Arthur, atualmente está estudando em outra escola da cidade, tendo o acesso que lhe é garantido, incluindo monitor em sala de aula e o serviço de transporte. Seus responsáveis explicam que, apesar disso, acham importante manter a denúncia. “A gente quer tornar pública essa denúncia, na qual o nosso filho foi discriminado por portar uma necessidade especial. [...] Houve intimidação, pouco caso e negligência por parte da Secretaria de Educação, discriminação por parte da Escola Simão Lacerda”.
O Liberal entrou em contato com a Secretaria Municipal de Educação de Ouro Preto. Em nota, a pasta esclareceu que está apurando as reclamações e denúncias e tomando todas as medidas necessárias à elucidação dos fatos.
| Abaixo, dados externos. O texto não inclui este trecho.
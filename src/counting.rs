//! Small reducers over a corpus: record counts, language histogram, distinct
//! author ids.

use crate::paths::ShardFile;
use crate::record::{author_id, lang};
use crate::store::{for_each_record, ParsePolicy};
use ahash::{AHashMap, AHashSet};
use anyhow::{Context, Result};

/// Counts gathered from one shard (or merged across many).
#[derive(Clone, Debug, Default)]
pub struct CorpusStats {
    pub records: u64,
    pub languages: AHashMap<String, u64>,
    pub skipped_lines: u64,
}

pub fn stats_for_shard(
    shard: &ShardFile,
    read_buf_bytes: usize,
    policy: ParsePolicy,
) -> Result<CorpusStats> {
    let mut records: u64 = 0;
    let mut languages: AHashMap<String, u64> = AHashMap::new();
    let skipped = for_each_record(&shard.path, read_buf_bytes, policy, |_, val| {
        records += 1;
        let code = lang(val).unwrap_or("unknown");
        *languages.entry(code.to_string()).or_insert(0) += 1;
        Ok(())
    })
    .with_context(|| format!("count {}", shard.name))?;
    Ok(CorpusStats { records, languages, skipped_lines: skipped })
}

pub fn merge_stats(total: &mut CorpusStats, part: CorpusStats) {
    total.records += part.records;
    total.skipped_lines += part.skipped_lines;
    for (k, v) in part.languages {
        *total.languages.entry(k).or_insert(0) += v;
    }
}

/// Distinct author ids appearing in one shard. Records without an
/// `author_id` are ignored here; the user-info lookup has nothing to ask for.
pub fn authors_in_shard(
    shard: &ShardFile,
    read_buf_bytes: usize,
    policy: ParsePolicy,
) -> Result<AHashSet<String>> {
    let mut authors = AHashSet::new();
    for_each_record(&shard.path, read_buf_bytes, policy, |_, val| {
        if let Some(a) = author_id(val) {
            authors.insert(a);
        }
        Ok(())
    })
    .with_context(|| format!("collect authors {}", shard.name))?;
    Ok(authors)
}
Ainda, ressaltaram que, “em respeito aos princípios que regem a Administração Pública, não publicaremos os nomes dos envolvidos pois, por lei, é de caráter sigiloso, até mesmo para não atrapalhar as apurações administrativas”.
A nota afirma, também, que “diante disso, registra-se que em momento algum houve qualquer tipo de discriminação, omissão, negligência ou conveniência. Destaca-se ainda que os profissionais da Educação da rede pública municipal, mesmo diante de tantas dificuldades e desafios, se esforçam ao máximo para atender todos os seus alunos da melhor forma possível, sem qualquer tipo de exclusão ou discriminação. O trabalho de inclusão no Município atualmente tem sido muito mais do que efetuar matrícula, mas, sim, com respeito à dignidade dos educandos em todas as suas dimensões”.
Por fim, a Secretaria de Educação pontua que “todas as ações são pautadas na observância das regras administrativas e dos direitos dos educandos, contudo, se eventualmente houve descontentamentos, em qualquer situação, a Secretaria Municipal de Educação por meio desta Nota, externa o pedido de sinceras desculpas e segue na busca de aprimorar cada vez mais os serviços educacionais que presta no âmbito de sua competência, priorizando o respeito nas relações humanas, qualidade e eficiência”.